また、友達から悩みについてアドバイスを受けても
「そのケースとは違う。私のは特別」
と思ってしまうこともあります。
■そう、
「自分は特別」
「私は、事故には遭わない」
「私は、もっとかわいそう」
という自分に都合のいい考えがどこかにあります。
もちろん、毎日起こる他人の出来事をいちいち我が身のことと、
捉えていたら、とても日常生活はおくれません。
■でも、時々
「本当に 自分は特別?」
と考えてみると、
違う考え方ができるかも知れません。
ひょっとすると、悩みが解決するかも知れません。
下の本にも特別扱いの心理について書かれていますので、ご参考
までに
「不機嫌」になる心理 加藤 諦三 著
価格:¥ 500(定価:¥ 500)
http://www.amazon.co.jp/dp/4569691951/ref=nosim/?tag=mag2com02f-22
■さて、いつものように、ここから私の学生時代の経験をモデルに
脚色を加えた青春物語
【うしのフットボール】です。
今回は90回目です。
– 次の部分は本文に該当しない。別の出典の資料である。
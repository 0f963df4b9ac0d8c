//! Product catalog: typed ingestion, filter state and the filter/sort engine.

mod engine;
mod filter;
mod model;
mod query;

pub use engine::{CatalogEngine, CatalogMetrics, DisplayUpdate, FilterSummary};
pub use filter::{ChipKind, FilterChip, FilterState, PriceRange, SortBy};
pub use model::{DEFAULT_FIT_SCORE, ElementRef, ProductRecord};
pub use query::{InitialQuery, normalize_category};
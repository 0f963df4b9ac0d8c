//! Remote document store implementations.

pub mod json_dir_document_store;
pub mod memory_document_store;

pub use json_dir_document_store::JsonDirDocumentStore;
pub use memory_document_store::MemoryDocumentStore;
//! Remote per-user document store abstraction.
//!
//! The store is addressed by user identifier and holds one JSON document per
//! user. Writes are partial merges; reads return the whole document.

use async_trait::async_trait;
use chrono::{DateTime, SecondsFormat, Utc};
use serde_json::{Map, Value};

use crate::error::Result;

/// A full user document as returned by [`RemoteDocumentStore::get`].
pub type Document = Map<String, Value>;

/// Field holding the user's cart line items.
pub const CART_FIELD: &str = "cart";
/// Server-stamped time of the last cart push.
pub const CART_UPDATED_AT_FIELD: &str = "cartUpdatedAt";
/// Field holding the user's foot measurements.
pub const MEASUREMENTS_FIELD: &str = "measurements";
/// Server-stamped time of the last profile write.
pub const UPDATED_AT_FIELD: &str = "updatedAt";

/// A partial write to a user document.
///
/// `fields` are merged into the document. Fields listed in
/// `server_timestamps` are stamped with the store's own clock when the patch
/// is applied, never with a client-supplied value.
#[derive(Debug, Clone, Default, PartialEq)]
pub struct DocumentPatch {
    fields: Document,
    server_timestamps: Vec<String>,
}

impl DocumentPatch {
    pub fn new() -> Self {
        Self::default()
    }

    /// Adds a plain field to the patch.
    pub fn with_field(mut self, name: impl Into<String>, value: Value) -> Self {
        self.fields.insert(name.into(), value);
        self
    }

    /// Marks a field to be stamped with the server time.
    pub fn with_server_timestamp(mut self, name: impl Into<String>) -> Self {
        self.server_timestamps.push(name.into());
        self
    }

    pub fn fields(&self) -> &Document {
        &self.fields
    }

    pub fn server_timestamp_fields(&self) -> &[String] {
        &self.server_timestamps
    }

    /// Merges this patch into `document`, stamping timestamp fields with `now`.
    ///
    /// Nested objects merge key by key; every other value (arrays included)
    /// replaces what was there.
    pub fn apply_to(&self, document: &mut Document, now: DateTime<Utc>) {
        for (name, value) in &self.fields {
            merge_value(document, name, value);
        }
        let stamp = Value::String(now.to_rfc3339_opts(SecondsFormat::Millis, true));
        for name in &self.server_timestamps {
            document.insert(name.clone(), stamp.clone());
        }
    }
}

fn merge_value(target: &mut Document, name: &str, value: &Value) {
    match (target.get_mut(name), value) {
        (Some(Value::Object(existing)), Value::Object(incoming)) => {
            for (key, nested) in incoming {
                merge_value(existing, key, nested);
            }
        }
        _ => {
            target.insert(name.to_string(), value.clone());
        }
    }
}

/// Per-user document service.
///
/// Implementations report transport problems as `ShopError::RemoteSync`.
#[async_trait]
pub trait RemoteDocumentStore: Send + Sync {
    /// Reads the whole document for `user_id`, `None` if it does not exist.
    async fn get(&self, user_id: &str) -> Result<Option<Document>>;

    /// Merge-writes `patch` into the document for `user_id`, creating it if needed.
    async fn merge(&self, user_id: &str, patch: DocumentPatch) -> Result<()>;
}
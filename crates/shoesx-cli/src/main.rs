use std::path::PathBuf;

use anyhow::Result;
use clap::{Parser, Subcommand};
use shoesx_core::cart::ProductRef;
use shoesx_core::catalog::SortBy;
use shoesx_core::fit::{FootMeasurements, Gender, PreferredFit};
use shoesx_infrastructure::ShoesxPaths;
use tracing_subscriber::EnvFilter;

mod commands;

use commands::AppContext;

#[derive(Parser)]
#[command(name = "shoesx")]
#[command(about = "ShoesX storefront CLI - catalog, cart and fit tools", long_about = None)]
struct Cli {
    /// Keep config and data under this directory instead of the platform dirs
    #[arg(long, global = true)]
    home: Option<PathBuf>,

    /// Path to config.toml
    #[arg(long, global = true)]
    config: Option<PathBuf>,

    #[command(subcommand)]
    command: Commands,
}

#[derive(Subcommand)]
enum Commands {
    /// Filter and sort the product catalog
    Catalog {
        /// JSON array of product attribute objects
        #[arg(long)]
        products: Option<PathBuf>,
        /// Initial URL query, e.g. "category=running&price=0-150"
        #[arg(long, default_value = "")]
        query: String,
        /// default | price-low | price-high | name | rating
        #[arg(long)]
        sort: Option<SortBy>,
    },
    /// Inspect or change the local cart
    Cart {
        #[command(subcommand)]
        action: CartAction,
    },
    /// Recommend a size from foot measurements
    Fit {
        /// Male | Female | Unisex
        #[arg(long)]
        gender: Gender,
        /// Foot length in cm
        #[arg(long)]
        length: f64,
        /// Foot width in cm
        #[arg(long)]
        width: f64,
        #[arg(long)]
        category: String,
        /// snug | regular | relaxed
        #[arg(long, default_value = "regular")]
        fit: PreferredFit,
        /// Also save the measurements to this user's profile
        #[arg(long)]
        user: Option<String>,
    },
    /// Synchronise the local cart with a user's remote document
    Sync {
        #[command(subcommand)]
        action: SyncAction,
    },
}

#[derive(Subcommand)]
enum CartAction {
    /// Print the cart
    Show,
    /// Add a product variant
    Add {
        #[arg(long)]
        id: String,
        #[arg(long)]
        name: String,
        /// Display price, e.g. "$120.00"
        #[arg(long)]
        price: String,
        #[arg(long, default_value = "")]
        category: String,
        #[arg(long, default_value = "")]
        image: String,
        #[arg(long)]
        size: String,
        #[arg(long, default_value_t = 1)]
        quantity: u32,
    },
    /// Remove a product variant
    Remove {
        #[arg(long)]
        id: String,
        #[arg(long)]
        size: String,
    },
    /// Set the quantity of a product variant (0 or less removes it)
    Update {
        #[arg(long)]
        id: String,
        #[arg(long)]
        size: String,
        #[arg(long, allow_hyphen_values = true)]
        quantity: i64,
    },
    /// Empty the cart
    Clear,
}

#[derive(Subcommand)]
enum SyncAction {
    /// Save the local cart to the user's document
    Push {
        #[arg(long)]
        user: String,
    },
    /// Replace the local cart with the user's remote cart
    Pull {
        #[arg(long)]
        user: String,
    },
}

fn init_tracing(level: &str) {
    let filter = EnvFilter::try_from_default_env().unwrap_or_else(|_| EnvFilter::new(level));
    tracing_subscriber::fmt()
        .with_env_filter(filter)
        .with_writer(std::io::stderr)
        .init();
}

#[tokio::main]
async fn main() -> Result<()> {
    let cli = Cli::parse();

    let ctx = AppContext::load(ShoesxPaths::new(cli.home), cli.config)?;
    init_tracing(&ctx.config.logging.level);
    tracing::debug!("[Cli] Loaded config: {:?}", ctx.config);

    match cli.command {
        Commands::Catalog { products, query, sort } => commands::catalog::run(&ctx, products, &query, sort)?,
        Commands::Cart { action } => match action {
            CartAction::Show => commands::cart::show(&ctx)?,
            CartAction::Add {
                id,
                name,
                price,
                category,
                image,
                size,
                quantity,
            } => {
                let product = ProductRef::new(id, name, price, image, category);
                commands::cart::add(&ctx, &product, &size, quantity)?
            }
            CartAction::Remove { id, size } => commands::cart::remove(&ctx, &id, &size)?,
            CartAction::Update { id, size, quantity } => commands::cart::update(&ctx, &id, &size, quantity)?,
            CartAction::Clear => commands::cart::clear(&ctx)?,
        },
        Commands::Fit {
            gender,
            length,
            width,
            category,
            fit,
            user,
        } => {
            let measurements = FootMeasurements::new(gender, length, width, fit);
            commands::fit::run(&ctx, measurements, &category, user.as_deref()).await?
        }
        Commands::Sync { action } => match action {
            SyncAction::Push { user } => commands::sync::push(&ctx, &user).await?,
            SyncAction::Pull { user } => commands::sync::pull(&ctx, &user).await?,
        },
    }

    Ok(())
}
参考のために89回目も掲載しておきます。
決して、フットボールの技術指導ではありません。
田舎で若者がフットボール部を作って、僅か2年で関西大会出場
を果たした物語です。
(脚色を加えていますので、登場人物等は架空のものです)
■この物語の中にも生き方のヒントが、たくさんでてきます。
がまんして読み続けてください。
ではどうぞ。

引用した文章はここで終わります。